The United States Olymic Committee published an article on elite coaching and its trends based on interviews with the various national team coaches (Olympic Coach Magazine, winter 2008).

The article found that:

experience overwhelmingly remains the major way that coaches develop a coaching style, followed by modeling or observing successful coaches. Those two methods alone account for over 87% of a coach develops their coaching style.

If experience is the major way one develops a coaching style, how does one get experience? That is always the question. If you don’t have experience, how do you get hired to get the experience? This study suggests that a coach who has been a Head Coach at a lower level might be the better choice over an assistant at the same level; for instance, hiring a high school head coach over a college assistant for a college job. But, that never happens. However, if developing a coaching style requires experience, then that college assistant is learning on the job as a head coach making a huge salary and there is no guarantee of success.

Does this mean there are better ways to hire coaches? Does it suggest that maybe there are other, better ways for developing a coaching style, though nothing fully replaces experience?

As the article says:

If this is a tendency for young coaches as well, it raises an important issue for future coach development. Can we only hope that the young coach has a good coach to learn from or had a good coach as an athlete? The old adage of “you coach how you have been coached” is an area that coaching education may need to address.

I often argue against the “follow your mentor” approach because coaches blindly do what they have always done without thinking about why they do it. The way we teach certain things becomes the absolute way to do it whether it makes sense or not just because so many coaches do it a certain way.

In terms of body of knowledge, coaches ranked the following three at the top:

1. Skills of your sport
2. Strategies of your sport
3. Teaching of Sport Skills

Apparently knowing the skills and strategies is more important than being able to teach the skills. As for areas of study, coaches studied:

1. Skills
2. Sport Psychology
3. Strategies
4. Biomechanics
5. Physiology

At an elite level, I have to believe you know the required skills. For instance, I understand basketball skills. I do not spend any time, really, studying basketball skills. I study physiology and biomechanics to find a better way to perform the skills or train athletes. In an effort to find a better way to do things, I study outside basketball to incorporate that learning into my basketball background to improve my teaching and training. This gives me greater creativity in my teaching, as I am not beholden to basketball drills. Last week, to teach a concept, I used an old soccer drill. If I had read through more basketball literature, I would have done the same basketball drills. However, the players loved the new drill and it worked in our next game.
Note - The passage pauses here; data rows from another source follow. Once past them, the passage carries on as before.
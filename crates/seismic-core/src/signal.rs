// ─────────────────────────────────────────────────────────────────────
// SCPN Seismic Core — Source Signal
// © 1998–2026 Miroslav Šotek. All rights reserved.
// Contact: www.anulum.li | protoscience@anulum.li
// ORCID: https://orcid.org/0009-0009-3560-0851
// License: GNU AGPL v3 | Commercial licensing available
// ─────────────────────────────────────────────────────────────────────
//! Parametrized time-domain source signals.

use seismic_types::config::{SignalConfig, SignalKind};
use std::f64::consts::PI;

/// Usable bandwidth of a Ricker wavelet as a multiple of its peak
/// frequency 1/T.
const RICKER_BANDWIDTH_FACTOR: f64 = 2.5;

/// Usable bandwidth of the Gaussian-derivative pulse.
const GAUSS_DER_BANDWIDTH_FACTOR: f64 = 2.0;

/// A source waveform with a mutable period and fixed shape/delay.
///
/// Signals are cheap values: the sampling drivers clone the configured
/// signal once per sample and reset the period in place.
#[derive(Debug, Clone, Copy, PartialEq)]
pub struct Signal {
    kind: SignalKind,
    period: f64,
    delay: f64,
}

impl Signal {
    pub fn new(kind: SignalKind, period: f64, delay: f64) -> Self {
        assert!(period > 0.0, "signal period must be positive");
        Signal {
            kind,
            period,
            delay,
        }
    }

    pub fn from_config(cfg: &SignalConfig) -> Self {
        Signal::new(cfg.kind, cfg.period, cfg.delay)
    }

    pub fn kind(&self) -> SignalKind {
        self.kind
    }

    pub fn period(&self) -> f64 {
        self.period
    }

    /// Replace the period in place, keeping shape and delay.
    pub fn reset_period(&mut self, period: f64) {
        assert!(period > 0.0, "signal period must be positive");
        self.period = period;
    }

    /// Highest frequency with meaningful energy, used by the
    /// dispersion check.
    pub fn max_freq(&self) -> f64 {
        match self.kind {
            SignalKind::Ricker => RICKER_BANDWIDTH_FACTOR / self.period,
            SignalKind::GaussianDerivative => GAUSS_DER_BANDWIDTH_FACTOR / self.period,
        }
    }

    /// Waveform value at time t (seconds).
    pub fn evaluate(&self, t: f64) -> f64 {
        let tau = t - self.delay;
        match self.kind {
            SignalKind::Ricker => {
                let fp = 1.0 / self.period;
                let arg = PI * PI * fp * fp * tau * tau;
                (1.0 - 2.0 * arg) * (-arg).exp()
            }
            SignalKind::GaussianDerivative => {
                let sigma = self.period / (2.0 * PI);
                -(tau / (sigma * sigma)) * (-tau * tau / (2.0 * sigma * sigma)).exp()
            }
        }
    }
}

#[cfg(test)]
mod tests {
    use super::*;

    #[test]
    fn test_ricker_peak_at_delay() {
        let s = Signal::new(SignalKind::Ricker, 40.0, 80.0);
        assert!((s.evaluate(80.0) - 1.0).abs() < 1e-12);
        assert!(s.evaluate(0.0).abs() < 1e-3, "far tail should be small");
    }

    #[test]
    fn test_gauss_der_is_odd_about_delay() {
        let s = Signal::new(SignalKind::GaussianDerivative, 40.0, 100.0);
        assert!(s.evaluate(100.0).abs() < 1e-15);
        assert!((s.evaluate(90.0) + s.evaluate(110.0)).abs() < 1e-12);
    }

    #[test]
    fn test_reset_period_updates_max_freq() {
        let mut s = Signal::new(SignalKind::Ricker, 10.0, 0.0);
        assert!((s.max_freq() - 0.25).abs() < 1e-15);
        s.reset_period(20.0);
        assert!((s.max_freq() - 0.125).abs() < 1e-15);
        assert_eq!(s.kind(), SignalKind::Ricker);
    }

    #[test]
    #[should_panic(expected = "period must be positive")]
    fn test_zero_period_rejected() {
        let _ = Signal::new(SignalKind::Ricker, 0.0, 0.0);
    }
}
The end of the article offered a list of 20 additional insights of attributes and skills important for coaches, which I found interesting:

1. Ability to instill belief/trust/confidence in athletes
2. Big Vision, balanced by ability to set and adjust goals
3. Care about others more than self
4. Perseverance and a sense of humor
5. Attention to skills development of athletes; tailored to athlete needs
6. Precise training techniques and coaching on a daily basis
7. Ability to filter
8. Problem solving orientation
9. Ability to observe without judgment
10. Desire to improve through knowledge
11. Quality Decision makers under pressure
12. High level of integrity and fairness
13. Ability to multi-task with equal amounts of high energy
14. Knowledgeable and with an ability to transfer knowledge simplistically
15. Focused on the process
16. Creative, open minded to new ideas and approaches
17. Having thick skin
18. Flexible, but decisive
19. Excellent instructional skills, ability to deliver messages
20. Understands critical zone training

Maybe in the hiring process, or coach development process, we need to develop a matrix or test which demonstrates these qualities. In one of the management books I read this year, it talks about how the best managers hire for talent, not experience. However, another book suggests that managers conducting interviews rarely come to a consensus on the best choice. If the best managers hire for talent, but struggle to agree, how can we develop a better way to hire coaches which involves measuring for talent? Typically, coaches get their first jobs based on their playing career, which proves very little about one’s aptitude as a coach. Once a coach gets his foot in the door, its basically connections and recommendations by someone of influence. Rarely is coaching talent measured or considered. These recommendations possibly offer some thoughts as to a better way to hire a new coach.

  • What Is A Playmaker?

    Who decided that a point guard has to be small? More importantly, what is a point guard? We expect a point guard to be a leader and have a high basketball I.Q. Why don’t we expect or challenge all players to develop this game awareness? Why rely on only one player? Read more →
  • The PBDL Concept

    English soccer academies wait until players are 11 to play full 11v11 soccer; in Italy, youth basketball players participate in skill-oriented clinics at 6-years-old, but start competitive games at 12. In the United States, kids play 5v5 full court games and compete for national championships when they are 8-years-old.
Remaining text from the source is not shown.